A. Summary Judgment Standard

Summary judgment is governed by Rule 56 of the Federal Rules of Civil Procedure. Under Rule 56, the entry of summary judgment is warranted if "the pleadings, the discovery and disclosure materials on file, and any affidavits show that there is no genuine issue as to any material fact and that the movant is entitled to judgment as a matter of law." Fed. R. Civ. P. 56(c). A fact is "material" only if it would have some effect on the outcome of the suit. Anderson v. Liberty Lobby, Inc., 477 U.S. 242, 248 (1986); Jeffreys v. City of New York, 426 F.3d 549, 553 (2d Cir. 2005). A material fact is genuinely in dispute "if the evidence is such that a reasonable jury could return a verdict for the nonmoving party." Anderson, 477 U.S. at 248.

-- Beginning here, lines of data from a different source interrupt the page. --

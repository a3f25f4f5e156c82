// tests/config_errors.rs

mod common;
use crate::common::builders::{ConfigFileBuilder, VertexConfigBuilder};

use std::io::Write;
use std::time::Duration;

use dagwalk::config::{ConfigFile, load_and_validate};
use dagwalk::dag::DagGraph;
use dagwalk::errors::DagwalkError;
use dagwalk::meta::Gvk;
use tempfile::NamedTempFile;

fn write_config(contents: &str) -> NamedTempFile {
    let mut file = NamedTempFile::new().unwrap();
    write!(file, "{contents}").unwrap();
    file
}

#[test]
fn full_config_is_loaded() {
    let file = write_config(
        r#"
[config]
heartbeat = "250ms"
timeout = "2m"
name = "release"

[vertex.fetch]
cmd = "git fetch"

[vertex.web]
cmd = "kubectl apply -f web.yaml"
after = ["fetch"]
api_version = "apps/v1"
kind = "Deployment"
fail_on_stdout = "^error"
env = { NAMESPACE = "prod" }
"#,
    );

    let cfg = load_and_validate(file.path()).unwrap();
    assert_eq!(cfg.config.heartbeat(), Duration::from_millis(250));
    assert_eq!(cfg.config.timeout(), Some(Duration::from_secs(120)));
    assert_eq!(cfg.config.name.as_deref(), Some("release"));

    let web = &cfg.vertex["web"];
    assert_eq!(web.after, vec!["fetch"]);
    assert_eq!(web.identity("web"), Gvk::new("apps", "v1", "Deployment"));
    assert_eq!(web.env.get("NAMESPACE").map(String::as_str), Some("prod"));

    let graph = DagGraph::from_config(&cfg);
    assert_eq!(graph.roots(), vec!["fetch"]);
    assert_eq!(graph.dependents_of("fetch"), ["web".to_string()]);
}

#[test]
fn defaults_apply_when_config_section_is_missing() {
    let file = write_config(
        r#"
[vertex.only]
cmd = "true"
"#,
    );

    let cfg = load_and_validate(file.path()).unwrap();
    assert_eq!(cfg.config.heartbeat(), Duration::from_secs(5));
    assert_eq!(cfg.config.timeout(), None);
    assert!(cfg.vertex["only"].identity("only").is_empty());
}

#[test]
fn dag_cycle_returns_structured_error() {
    let file = write_config(
        r#"
[vertex.A]
cmd = "echo A"
after = ["B"]

[vertex.B]
cmd = "echo B"
after = ["A"]
"#,
    );

    match load_and_validate(file.path()) {
        Err(DagwalkError::DagCycle(msg)) => {
            assert!(msg.contains("cycle detected"));
            assert!(msg.contains("A") || msg.contains("B"));
        }
        Err(e) => panic!("Expected DagCycle error, got: {:?}", e),
        Ok(_) => panic!("Expected error, got Ok"),
    }
}

#[test]
fn unknown_dependency_returns_config_error() {
    let file = write_config(
        r#"
[vertex.A]
cmd = "echo A"
after = ["Missing"]
"#,
    );

    match load_and_validate(file.path()) {
        Err(DagwalkError::ConfigError(msg)) => assert!(msg.contains("unknown dependency")),
        other => panic!("Expected ConfigError, got: {:?}", other.map(|_| ())),
    }
}

#[test]
fn bad_duration_is_a_toml_error() {
    let file = write_config(
        r#"
[config]
heartbeat = "soon"

[vertex.A]
cmd = "echo A"
"#,
    );

    assert!(matches!(
        load_and_validate(file.path()),
        Err(DagwalkError::TomlError(_))
    ));
}

#[test]
fn missing_file_is_an_io_error() {
    let dir = tempfile::tempdir().unwrap();
    let path = dir.path().join("Dagwalk.toml");
    assert!(matches!(
        load_and_validate(&path),
        Err(DagwalkError::IoError(_))
    ));
}

fn config_error(raw: dagwalk::config::RawConfigFile) -> String {
    match ConfigFile::try_from(raw) {
        Err(DagwalkError::ConfigError(msg)) => msg,
        Err(e) => panic!("Expected ConfigError, got: {:?}", e),
        Ok(_) => panic!("Expected error, got Ok"),
    }
}

#[test]
fn semantic_checks_reject_bad_vertices() {
    let empty = ConfigFileBuilder::new().build_raw();
    assert!(config_error(empty).contains("at least one"));

    let zero_heartbeat = ConfigFileBuilder::new()
        .heartbeat("0s")
        .with_vertex("a", VertexConfigBuilder::new("true").build())
        .build_raw();
    assert!(config_error(zero_heartbeat).contains("heartbeat"));

    let blank_cmd = ConfigFileBuilder::new()
        .with_vertex("a", VertexConfigBuilder::new("  ").build())
        .build_raw();
    assert!(config_error(blank_cmd).contains("empty `cmd`"));

    let bad_regex = ConfigFileBuilder::new()
        .with_vertex("a", VertexConfigBuilder::new("true").fail_on_stdout("[").build())
        .build_raw();
    assert!(config_error(bad_regex).contains("fail_on_stdout"));

    let version_without_kind = ConfigFileBuilder::new()
        .with_vertex("a", VertexConfigBuilder::new("true").api_version("v1").build())
        .build_raw();
    assert!(config_error(version_without_kind).contains("without `kind`"));

    let self_dep = ConfigFileBuilder::new()
        .with_vertex("a", VertexConfigBuilder::new("true").after("a").build())
        .build_raw();
    assert!(config_error(self_dep).contains("itself"));

    let repeated = ConfigFileBuilder::new()
        .with_vertex("a", VertexConfigBuilder::new("true").build())
        .with_vertex("b", VertexConfigBuilder::new("true").after("a").after("a").build())
        .build_raw();
    assert!(config_error(repeated).contains("more than once"));
}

The party moving for summary judgment bears the initial burden of showing, through the production of admissible evidence, that there is no genuine issue of material fact to be decided with respect to any essential element of the claim in issue. Celotex Corp. v. Catrett, 477 U.S. 317, 322 (1986). In meeting this burden, the moving party "bears the initial responsibility of informing the district court of the basis for its motion, and identifying those portions of 'the pleadings, depositions, answers to interrogatories, and admissions on file, together with the affidavits, if any,' which it believes demonstrate the absence of a genuine issue of material fact." Celotex, 477 U.S. at 323 (quoting Fed. R. Civ. P. 56(c)).

In the event this initial burden is met, the nonmoving party must produce evidence demonstrating that genuine issues of material fact exist. Celotex, 477 U.S. at 324; Salahuddin v. Goord, 467 F.3d 263, 272-73 (2d Cir. 2006). Though pro se plaintiffs are entitled to special latitude when defending against summary judgment motions, they must do more than "simply show that there is some metaphysical doubt as to the material facts." Matsushita Elec. Indus. Co., Ltd. v. Zenith Radio Corp., 475 U.S. 574, 586 (1986). Thus, the opposing party must proffer admissible evidence that "set[s] out specific facts" showing a genuinely disputed factual issue that is material under the applicable legal principles. Fed. R. Civ. P. 56(e); see, e.g., Patterson v. County of Oneida, 375 F.3d 206, 219 (2d Cir. 2004).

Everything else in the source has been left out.